One method for analysis is Raman spectroscopy, which gives a “fingerprint” of a material, but tends to give bulk properties with the commonly used green laser sources. For example, Raman spectra can be used to calculate the crystallinity of a silicon film, which reveals information about the optical and electrical properties of the film. However, if the film is thin and deposited on a silicon substrate, its signal cannot easily be deconvoluted from the underlying layer.

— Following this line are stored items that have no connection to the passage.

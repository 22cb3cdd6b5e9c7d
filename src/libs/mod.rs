//! Core library modules for the rollcall application.
//!
//! Everything below the command layer lives here: the application
//! controller, the pure query functions, the collaborator seams (clock,
//! storage location), and the presentation helpers the commands render
//! with.

pub mod clock;
pub mod config;
pub mod data_storage;
pub mod error;
pub mod export;
pub mod messages;
pub mod query;
pub mod register;
pub mod student;
pub mod view;
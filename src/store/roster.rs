//! Roster store: the ordered set of registered students.

use crate::libs::error::{RegisterError, Result};
use crate::libs::student::Student;
use std::collections::HashSet;

/// The complete set of registered students.
///
/// Insertion order is preserved and ids are unique at all times; a
/// rejected add leaves the roster untouched.
#[derive(Debug, Clone, Default)]
pub struct Roster {
    students: Vec<Student>,
}

impl Roster {
    pub fn new() -> Self {
        Self::default()
    }

    /// Appends a student, failing when the id is already taken.
    pub fn add(&mut self, student: Student) -> Result<()> {
        if self.find(&student.id).is_some() {
            return Err(RegisterError::DuplicateId(student.id));
        }
        self.students.push(student);
        Ok(())
    }

    /// Removes and returns the student. Strict: an unknown id is an
    /// error, not a no-op, so callers can report the bad id.
    pub fn remove(&mut self, id: &str) -> Result<Student> {
        let pos = self
            .students
            .iter()
            .position(|s| s.id == id)
            .ok_or_else(|| RegisterError::NotFound(id.to_string()))?;
        Ok(self.students.remove(pos))
    }

    pub fn find(&self, id: &str) -> Option<&Student> {
        self.students.iter().find(|s| s.id == id)
    }

    /// All students in insertion order.
    pub fn students(&self) -> &[Student] {
        &self.students
    }

    pub fn len(&self) -> usize {
        self.students.len()
    }

    pub fn is_empty(&self) -> bool {
        self.students.is_empty()
    }

    /// Distinct class names, lexicographically ascending. Blank classes
    /// are skipped.
    pub fn distinct_classes(&self) -> Vec<String> {
        let mut classes: Vec<String> = self
            .students
            .iter()
            .filter(|s| !s.class.is_empty())
            .map(|s| s.class.clone())
            .collect();
        classes.sort();
        classes.dedup();
        classes
    }

    /// Installs a whole roster at once (load and import paths),
    /// re-checking id uniqueness.
    pub fn replace_all(&mut self, students: Vec<Student>) -> Result<()> {
        let mut seen = HashSet::new();
        for student in &students {
            if !seen.insert(student.id.as_str()) {
                return Err(RegisterError::DuplicateId(student.id.clone()));
            }
        }
        self.students = students;
        Ok(())
    }
}
use crate::libs::error::Result;
use std::env::consts::OS;
use std::env::var;
use std::fs;
use std::path::{Path, PathBuf};

pub const APP_NAME: &str = "rollcall";

/// Resolves the directory that holds all rollcall data files (state
/// blobs and configuration), following each platform's conventions.
#[derive(Clone)]
pub struct DataStorage {
    base_path: PathBuf,
}

impl DataStorage {
    pub fn new() -> Self {
        let base_path = match OS {
            "windows" => var("LOCALAPPDATA").unwrap_or_else(|_| ".".into()),
            "macos" => var("HOME").unwrap_or_else(|_| ".".into()) + "/Library/Application Support",
            _ => var("HOME").unwrap_or_else(|_| ".".into()) + "/.local/share",
        };
        let base_path = Path::new(&base_path).join(APP_NAME);

        Self { base_path }
    }

    /// Roots the storage at an explicit directory (configuration
    /// override and tests).
    pub fn with_base(base_path: PathBuf) -> Self {
        Self { base_path }
    }

    pub fn get_path(&self, file_name: &str) -> Result<PathBuf> {
        if !self.base_path.exists() {
            fs::create_dir_all(&self.base_path)?;
        }
        Ok(self.base_path.join(file_name))
    }
}

impl Default for DataStorage {
    fn default() -> Self {
        Self::new()
    }
}
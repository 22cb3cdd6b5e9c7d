//! Clock abstraction for deterministic attendance marking.
//!
//! Every mark stores the clock reading it was made with, so the time
//! source is injected rather than read ambiently. Production code uses
//! [`SystemClock`]; tests pin a [`FixedClock`].

use chrono::{Local, NaiveDate};

/// One clock reading: epoch milliseconds plus the wall-clock text that
/// is stored on attendance records.
#[derive(Debug, Clone, PartialEq, Eq)]
pub struct Timestamp {
    pub epoch_millis: i64,
    pub wall_clock: String,
}

/// Time source for the register.
pub trait Clock {
    /// Reading used to stamp attendance records.
    fn now(&self) -> Timestamp;
    /// Current calendar day, the default register date.
    fn today(&self) -> NaiveDate;
    /// Full ISO 8601 timestamp, used to stamp exports.
    fn iso_now(&self) -> String;
}

/// Real clock backed by the local timezone.
pub struct SystemClock;

impl Clock for SystemClock {
    fn now(&self) -> Timestamp {
        let now = Local::now();
        Timestamp {
            epoch_millis: now.timestamp_millis(),
            wall_clock: now.format("%H:%M:%S").to_string(),
        }
    }

    fn today(&self) -> NaiveDate {
        Local::now().date_naive()
    }

    fn iso_now(&self) -> String {
        Local::now().to_rfc3339()
    }
}

/// Clock pinned to fixed values for tests.
pub struct FixedClock {
    pub timestamp: Timestamp,
    pub date: NaiveDate,
    pub iso: String,
}

impl FixedClock {
    pub fn new(date: NaiveDate, wall_clock: &str, epoch_millis: i64) -> Self {
        FixedClock {
            timestamp: Timestamp {
                epoch_millis,
                wall_clock: wall_clock.to_string(),
            },
            date,
            iso: format!("{}T00:00:00+00:00", date),
        }
    }
}

impl Clock for FixedClock {
    fn now(&self) -> Timestamp {
        self.timestamp.clone()
    }

    fn today(&self) -> NaiveDate {
        self.date
    }

    fn iso_now(&self) -> String {
        self.iso.clone()
    }
}
//! Command-line surface of the rollcall application.
//!
//! One module per subcommand; every command opens the register through
//! [`open_register`], performs its action, and reports the outcome with
//! the message macros. The core never prints.

pub mod add;
pub mod export;
pub mod init;
pub mod list;
pub mod mark;
pub mod mark_all;
pub mod remove;
pub mod report;

use crate::libs::clock::SystemClock;
use crate::libs::config::Config;
use crate::libs::error::RegisterError;
use crate::libs::messages::Message;
use crate::libs::register::Register;
use crate::msg_error_anyhow;
use crate::store::blob::FileStore;
use anyhow::Result;
use chrono::{Local, NaiveDate};
use clap::{Parser, Subcommand};

#[derive(Debug, Subcommand)]
enum Commands {
    #[command(about = "Configuration initialization")]
    Init(init::InitArgs),
    #[command(about = "Register a new student")]
    Add(add::AddArgs),
    #[command(about = "Remove a student and their attendance records")]
    Remove(remove::RemoveArgs),
    #[command(about = "Display the roster")]
    List(list::ListArgs),
    #[command(about = "Mark one student present or absent")]
    Mark(mark::MarkArgs),
    #[command(about = "Mark every matching student present")]
    MarkAll(mark_all::MarkAllArgs),
    #[command(about = "Display the daily register with statistics")]
    Report(report::ReportArgs),
    #[command(about = "Export attendance data")]
    Export(export::ExportArgs),
}

#[derive(Debug, Parser)]
#[command(author, version, about, long_about = None)]
#[command(arg_required_else_help(true))]
pub struct Cli {
    #[command(subcommand)]
    command: Commands,
}

impl Cli {
    pub fn menu() -> Result<()> {
        let cli = Self::parse();
        match cli.command {
            Commands::Init(args) => init::cmd(args),
            Commands::Add(args) => add::cmd(args),
            Commands::Remove(args) => remove::cmd(args),
            Commands::List(args) => list::cmd(args),
            Commands::Mark(args) => mark::cmd(args),
            Commands::MarkAll(args) => mark_all::cmd(args),
            Commands::Report(args) => report::cmd(args),
            Commands::Export(args) => export::cmd(args),
        }
    }
}

/// Opens the register over the configured storage location with the
/// system clock.
pub(crate) fn open_register() -> Result<Register> {
    let config = Config::read()?;
    let store = FileStore::with_storage(config.data_storage());
    Ok(Register::load(Box::new(store), Box::new(SystemClock), config.seed_roster)?)
}

/// Maps a core error into the user-facing anyhow error for commands
/// that have no special handling for it. Persistence failures get the
/// keep-in-memory wording; everything else passes through.
pub(crate) fn surface(err: RegisterError) -> anyhow::Error {
    match err {
        RegisterError::Persistence(reason) => msg_error_anyhow!(Message::PersistFailed(reason)),
        other => other.into(),
    }
}

/// Parses `today` or an ISO `YYYY-MM-DD` date.
pub(crate) fn parse_date(date_str: &str) -> Result<NaiveDate> {
    if date_str.to_lowercase() == "today" {
        Ok(Local::now().date_naive())
    } else {
        NaiveDate::parse_from_str(date_str, "%Y-%m-%d")
            .map_err(|_| msg_error_anyhow!(Message::InvalidDate(date_str.to_string())))
    }
}
//! Display implementation for rollcall application messages.
//!
//! Converts structured `Message` variants into the human-readable text
//! shown in the terminal. All user-facing wording lives here, in one
//! place, so the rest of the code never embeds display strings.

use super::types::Message;
use std::fmt::{Display, Formatter, Result};

impl Display for Message {
    fn fmt(&self, f: &mut Formatter<'_>) -> Result {
        let text = match self {
            // === STUDENT MESSAGES ===
            Message::StudentAdded(name) => format!("Student '{}' added successfully", name),
            Message::StudentRemoved(name) => format!("Student '{}' removed successfully", name),
            Message::StudentIdExists(id) => format!("Student ID '{}' already exists", id),
            Message::StudentNotFound(id) => format!("No student found with ID '{}'", id),
            Message::InvalidStudentInput(reason) => format!("Invalid student data: {}", reason),
            Message::RosterEmpty => "The roster is empty.".to_string(),
            Message::NoStudentsMatchFilter => "No students match the current filters.".to_string(),
            Message::NoClassesRegistered => "No classes registered yet.".to_string(),
            Message::ConfirmRemoveStudent(name) => {
                format!("Remove '{}' and all their attendance records?", name)
            }
            Message::RemovalCancelled => "Removal cancelled.".to_string(),
            Message::PromptStudentId => "Student ID".to_string(),
            Message::PromptStudentName => "Full name".to_string(),
            Message::PromptStudentClass => "Class (optional)".to_string(),
            Message::PromptStudentEmail => "Email (optional)".to_string(),

            // === ATTENDANCE MESSAGES ===
            Message::Marked { name, status } => format!("{} marked as {}", name, status),
            Message::MarkedAllPresent(count) => format!("Marked {} students as present", count),
            Message::RegisterHeader(date) => format!("Attendance register for {}", date),

            // === CONFIGURATION MESSAGES ===
            Message::ConfigSaved => "Configuration saved successfully".to_string(),
            Message::ConfigDeleted => "Configuration removed.".to_string(),
            Message::PromptStorageDir => "Storage directory (leave empty for the system default)".to_string(),
            Message::PromptSeedRoster => "Seed the sample roster when none exists?".to_string(),

            // === EXPORT MESSAGES ===
            Message::ExportingData(data, format) => format!("Exporting {} as {}...", data, format),
            Message::ExportCompleted(path) => format!("Data exported successfully to: {}", path),
            Message::SnapshotJsonOnly => "Snapshot export supports only the JSON format".to_string(),

            // === ERROR MESSAGES ===
            Message::PersistFailed(reason) => {
                format!("Saving failed ({}); changes are kept for this session only", reason)
            }
            Message::InvalidDate(value) => format!("Invalid date '{}', expected `today` or YYYY-MM-DD", value),
        };
        write!(f, "{}", text)
    }
}
//! Student registration command.
//!
//! Fields can be given as flags; whatever is missing gets prompted
//! interactively.

use crate::libs::error::RegisterError;
use crate::libs::messages::Message;
use crate::libs::student::NewStudent;
use crate::{msg_error, msg_success};
use anyhow::Result;
use clap::Args;
use dialoguer::{theme::ColorfulTheme, Input};

#[derive(Debug, Args)]
pub struct AddArgs {
    /// Unique student id (prompted when omitted)
    #[arg(long)]
    id: Option<String>,
    /// Full name (prompted when omitted)
    #[arg(long)]
    name: Option<String>,
    /// Class label, e.g. "Grade 10A"
    #[arg(long)]
    class: Option<String>,
    /// Contact email
    #[arg(long)]
    email: Option<String>,
}

pub fn cmd(args: AddArgs) -> Result<()> {
    let theme = ColorfulTheme::default();
    let id = match args.id {
        Some(id) => id,
        None => Input::with_theme(&theme)
            .with_prompt(Message::PromptStudentId.to_string())
            .interact_text()?,
    };
    let name = match args.name {
        Some(name) => name,
        None => Input::with_theme(&theme)
            .with_prompt(Message::PromptStudentName.to_string())
            .interact_text()?,
    };
    let class = match args.class {
        Some(class) => class,
        None => Input::with_theme(&theme)
            .with_prompt(Message::PromptStudentClass.to_string())
            .allow_empty(true)
            .interact_text()?,
    };
    let email = match args.email {
        Some(email) => email,
        None => Input::with_theme(&theme)
            .with_prompt(Message::PromptStudentEmail.to_string())
            .allow_empty(true)
            .interact_text()?,
    };

    let mut register = super::open_register()?;
    match register.add_student(NewStudent { id, name, class, email }) {
        Ok(student) => {
            msg_success!(Message::StudentAdded(student.name));
            Ok(())
        }
        Err(RegisterError::DuplicateId(id)) => {
            msg_error!(Message::StudentIdExists(id));
            Ok(())
        }
        Err(RegisterError::InvalidInput(reason)) => {
            msg_error!(Message::InvalidStudentInput(reason));
            Ok(())
        }
        Err(err) => Err(super::surface(err)),
    }
}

In a recently published article in Physica Status Solidi B, scientists from the US have demonstrated that UV Raman spectroscopy can be used to analyze the crystallinity of silicon films as thin as 13 nm. If the thin film has the same thickness as the Raman collection depth, a characteristic depth commonly used in Raman analysis, then too much signal from the bulk is collected to properly analyze the surface, as confirmed by measurements of ultrathin amorphous silicon layers on silicon substrates.
The authors defined a new characteristic depth, the Raman detection thickness, which is the thickness from which the signal collected from the substrate is only 5% of what it would be in the absence of an overlaying film. The 325-nm excitation used for UV Raman spectroscopy has a Raman detection thickness of only 13 nm within the silicon thin film, thus eliminating signal from the substrate.
The UV Raman spectroscopy approach is particularly useful for layers grown on substrates of the same material but with different microstructure, and can be extended to non-silicon materials, particularly nanocrystalline solids.